//! Newtype IDs for type-safe entity references.
//!
//! Use the `define_id!` macro to create type-safe ID wrappers that prevent
//! accidentally mixing IDs from different entity types.

/// Macro to define a type-safe ID wrapper.
///
/// Creates a newtype wrapper around `i32` with:
/// - `Serialize`/`Deserialize` with `#[serde(transparent)]`
/// - `Debug`, `Clone`, `Copy`, `PartialEq`, `Eq`, `Hash`
/// - Conversion methods: `new()`, `as_i32()`
/// - `From<i32>` and `Into<i32>` implementations
///
/// # Example
///
/// ```rust
/// # use cartwright_core::define_id;
/// define_id!(WarehouseId);
/// define_id!(ShipmentId);
///
/// let warehouse_id = WarehouseId::new(1);
/// let shipment_id = ShipmentId::new(1);
///
/// // These are different types, so this won't compile:
/// // let _: WarehouseId = shipment_id;
/// ```
#[macro_export]
macro_rules! define_id {
    ($name:ident) => {
        #[derive(
            Debug,
            Clone,
            Copy,
            PartialEq,
            Eq,
            Hash,
            ::serde::Serialize,
            ::serde::Deserialize
        )]
        #[serde(transparent)]
        pub struct $name(i32);

        impl $name {
            /// Create a new ID from an i32 value.
            #[must_use]
            pub const fn new(id: i32) -> Self {
                Self(id)
            }

            /// Get the underlying i32 value.
            #[must_use]
            pub const fn as_i32(&self) -> i32 {
                self.0
            }
        }

        impl ::core::fmt::Display for $name {
            fn fmt(&self, f: &mut ::core::fmt::Formatter<'_>) -> ::core::fmt::Result {
                write!(f, "{}", self.0)
            }
        }

        impl From<i32> for $name {
            fn from(id: i32) -> Self {
                Self(id)
            }
        }

        impl From<$name> for i32 {
            fn from(id: $name) -> Self {
                id.0
            }
        }
    };
}

// Define standard entity IDs
define_id!(ProductId);
define_id!(CustomerId);
define_id!(CartItemId);
define_id!(GiftCardId);
define_id!(OrderItemId);
define_id!(StoreId);

#[cfg(test)]
#[allow(clippy::unwrap_used)]
mod tests {
    use super::*;

    #[test]
    fn test_id_roundtrip() {
        let id = ProductId::new(42);
        assert_eq!(id.as_i32(), 42);
        assert_eq!(i32::from(id), 42);
        assert_eq!(ProductId::from(42), id);
    }

    #[test]
    fn test_id_display() {
        assert_eq!(CustomerId::new(7).to_string(), "7");
    }

    #[test]
    fn test_id_serde_transparent() {
        let id = GiftCardId::new(9);
        let json = serde_json::to_string(&id).unwrap();
        assert_eq!(json, "9");

        let parsed: GiftCardId = serde_json::from_str(&json).unwrap();
        assert_eq!(parsed, id);
    }
}
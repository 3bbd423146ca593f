//! Core types for Cartwright.
//!
//! This module provides type-safe wrappers for common domain concepts.

pub mod id;
pub mod recurrence;

pub use id::*;
pub use recurrence::{RecurringCycleInfo, RecurringCyclePeriod};
//! Scenario tests exercising the checkout crate end to end.
//!
//! These walk the same path a checkout flow would: aggregate the cart,
//! reconcile recurring schedules, then validate applied gift cards.

use cartwright_checkout::cart::{self, CartItem, Customer, Product};
use cartwright_checkout::giftcards::{self, GiftCard};
use cartwright_checkout::localization::StaticResources;
use cartwright_core::{
    CartItemId, CustomerId, GiftCardId, ProductId, RecurringCyclePeriod, StoreId,
};
use chrono::Utc;
use rust_decimal::Decimal;

fn customer() -> Customer {
    Customer {
        id: CustomerId::new(1),
        email: Some("ada@example.com".to_owned()),
    }
}

fn subscription_cart() -> Vec<CartItem> {
    let tea = Product::recurring(
        ProductId::new(1),
        "Tea Subscription",
        30,
        RecurringCyclePeriod::Days,
        12,
    );
    let refill = Product::recurring(
        ProductId::new(2),
        "Filter Refill",
        30,
        RecurringCyclePeriod::Days,
        12,
    );
    let mug = Product::one_off(ProductId::new(3), "Mug");

    vec![
        CartItem::new(CartItemId::new(1), 1, tea, customer()).with_shipping(),
        CartItem::new(CartItemId::new(2), 2, refill, customer()).with_shipping(),
        CartItem::new(CartItemId::new(3), 1, mug, customer()),
    ]
}

#[test]
fn subscription_cart_reconciles_to_a_single_schedule() {
    let items = subscription_cart();

    assert!(cart::is_shipping_required(&items));
    assert!(cart::is_recurring(&items));
    assert_eq!(cart::total_quantity(&items), 4);
    assert_eq!(
        cart::customer(&items).map(|c| c.id),
        Some(CustomerId::new(1))
    );

    let info = cart::recurring_cycle_info(&items, &StaticResources::english())
        .expect("all products are resolved");
    assert!(info.has_values());
    assert!(!info.has_conflict());
    assert_eq!(info.cycle_length, Some(30));
    assert_eq!(info.cycle_period, Some(RecurringCyclePeriod::Days));
    assert_eq!(info.total_cycles, Some(12));
}

#[test]
fn conflicting_schedules_block_with_a_localized_message() {
    let mut items = subscription_cart();
    let yearly = Product::recurring(
        ProductId::new(4),
        "Annual Almanac",
        1,
        RecurringCyclePeriod::Years,
        0,
    );
    items.push(CartItem::new(CartItemId::new(4), 1, yearly, customer()));

    let resources = StaticResources::english().with(
        "ShoppingCart.ConflictingShipmentSchedules",
        "Les abonnements du panier ont des calendriers incompatibles.",
    );
    let info = cart::recurring_cycle_info(&items, &resources).expect("all products are resolved");

    assert!(info.has_conflict());
    assert_eq!(
        info.error_message.as_deref(),
        Some("Les abonnements du panier ont des calendriers incompatibles.")
    );
    // The first schedule is still reported alongside the conflict.
    assert_eq!(info.cycle_length, Some(30));
}

#[test]
fn generated_codes_fit_the_gift_card_model() {
    let code = giftcards::generate_gift_card_code();
    let card = GiftCard {
        id: GiftCardId::new(1),
        coupon_code: code.clone(),
        amount: Decimal::new(75_00, 2),
        is_activated: true,
        store_id: Some(StoreId::new(1)),
        used_amounts: vec![Decimal::new(20_00, 2)],
        created_on: Utc::now(),
    };

    assert_eq!(card.coupon_code.len(), 13);
    assert_eq!(card.remaining_amount(), Decimal::new(55_00, 2));

    let applied = vec![code];
    let active = giftcards::active_gift_cards(std::slice::from_ref(&card), StoreId::new(1), &applied);
    assert_eq!(active.len(), 1);

    // Restricted to store 1, so store 2 cannot redeem it.
    let other_store =
        giftcards::active_gift_cards(std::slice::from_ref(&card), StoreId::new(2), &applied);
    assert!(other_store.is_empty());
}

#[test]
fn cycle_info_serializes_for_the_checkout_api() {
    let items = subscription_cart();
    let info = cart::recurring_cycle_info(&items, &StaticResources::english())
        .expect("all products are resolved");

    let json = serde_json::to_value(&info).expect("cycle info serializes");
    assert_eq!(json["cycle_length"], 30);
    assert_eq!(json["cycle_period"], "DAYS");
    assert_eq!(json["error_message"], serde_json::Value::Null);
}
++++++++
(Prompt)
Among the lines above, repeat exactly those from the line with "assert_eq!(cart::total_quantity(&items), 4);" to the line with "assert_eq!(info.cycle_period, Some(RecurringCyclePeriod::Days));", counting both ends.

(Output for this task)
    assert_eq!(cart::total_quantity(&items), 4);
    assert_eq!(
        cart::customer(&items).map(|c| c.id),
        Some(CustomerId::new(1))
    );

    let info = cart::recurring_cycle_info(&items, &StaticResources::english())
        .expect("all products are resolved");
    assert!(info.has_values());
    assert!(!info.has_conflict());
    assert_eq!(info.cycle_length, Some(30));
    assert_eq!(info.cycle_period, Some(RecurringCyclePeriod::Days));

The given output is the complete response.